Pages

Monday, September 30, 2013

Senja




Senja ini aku mampu menuliskan larik-larik paling perih. Menuliskan, bagaimana langit runtuh dan jingga gemetar di ujung sana. Aku mencintainya sesekali, dan dia pun seperti mencintaiku. Dan kala senja seperti ini, mestinya aku mampu merengkuhnya di bawah jingga tanpa tepi.

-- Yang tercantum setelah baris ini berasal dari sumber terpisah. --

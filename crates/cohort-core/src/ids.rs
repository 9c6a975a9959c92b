//! Identifier newtypes.
//!
//! Both identifiers are opaque strings on the wire. Locally generated values
//! are UUID v4; identifiers received from peers are accepted as-is.

use std::fmt;

use serde::Deserialize;
use serde::Serialize;
use uuid::Uuid;

macro_rules! string_id {
    ($(#[$meta:meta])* $name:ident) => {
        $(#[$meta])*
        #[derive(Debug, Clone, PartialEq, Eq, PartialOrd, Ord, Hash, Serialize, Deserialize)]
        #[serde(transparent)]
        pub struct $name(String);

        impl $name {
            /// Wrap an existing identifier.
            pub fn new(id: impl Into<String>) -> Self {
                Self(id.into())
            }

            /// Generate a fresh random identifier.
            pub fn generate() -> Self {
                Self(Uuid::new_v4().to_string())
            }

            pub fn as_str(&self) -> &str {
                &self.0
            }

            /// First eight characters, for log lines.
            pub fn short(&self) -> &str {
                match self.0.char_indices().nth(8) {
                    Some((idx, _)) => &self.0[..idx],
                    None => &self.0,
                }
            }

            pub fn is_empty(&self) -> bool {
                self.0.trim().is_empty()
            }
        }

        impl fmt::Display for $name {
            fn fmt(&self, f: &mut fmt::Formatter<'_>) -> fmt::Result {
                f.write_str(&self.0)
            }
        }

        impl From<&str> for $name {
            fn from(value: &str) -> Self {
                Self(value.to_string())
            }
        }

        impl From<String> for $name {
            fn from(value: String) -> Self {
                Self(value)
            }
        }
    };
}

string_id!(
    /// Globally unique identifier of one repository's data holdings.
    ///
    /// Immutable once assigned; used as the provenance ("home") marker on
    /// every instance.
    MetadataCollectionId
);

string_id!(
    /// Identifier of an entity, relationship, TypeDef or archive.
    Guid
);

#[cfg(test)]
mod tests {
    use super::*;

    #[test]
    fn test_generated_ids_are_unique() {
        let a = MetadataCollectionId::generate();
        let b = MetadataCollectionId::generate();
        assert_ne!(a, b);
        assert_eq!(a.as_str().len(), 36);
    }

    #[test]
    fn test_short_truncates_to_eight_chars() {
        let id = Guid::new("0123456789abcdef");
        assert_eq!(id.short(), "01234567");
        assert_eq!(Guid::new("abc").short(), "abc");
    }

    #[test]
    fn test_serializes_as_plain_string() {
        let id = MetadataCollectionId::new("repo-a");
        assert_eq!(serde_json::to_string(&id).unwrap(), "\"repo-a\"");
        let back: MetadataCollectionId = serde_json::from_str("\"repo-a\"").unwrap();
        assert_eq!(back, id);
    }

    #[test]
    fn test_ordering_is_lexicographic() {
        let mut ids = vec![MetadataCollectionId::new("b"), MetadataCollectionId::new("a")];
        ids.sort();
        assert_eq!(ids[0].as_str(), "a");
    }
}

Bagaimana mungkin aku tak terhanyut dalam tenang matanya, tapi aku sanggup menulis larik-larik puisi ini karena di kepala, dia tak lagi ku capai, di dada, dia tak lagi ku gapai. Dan senja ini, puisi menetas di dada seperti embun yang menetes di rerumputan.

Tak mengapa jika cinta tak bisa disini menahan dan menjaga. Sebab seingin apapun aku agar dia ada disini, tetap saja tatapku tak sanggup walau hati ini terus mencari.

Pepohonan berubah putih dan patah senja ini juga. Kami yang dulu sempat bersama, kini jatuh sendiri-sendiri.

Aku memang tak lagi mencintainya, sungguh. Cinta itu sungguh ringkas, namun melupakannya butuh waktu. Karena setiap senja seperti ini, sakit itu kerap terasa. Jiwaku amat mati.

Tapi sakit ini adalah sakit terakhirku karenamu, dan ini puisi terakhirku yang ku tuliskan tentangmu. Kau, sebuah nyanyian yang selalu dilagukan sepi. Kau, jantung yang mendenyutkan arti dari sekumpulan aksara mati.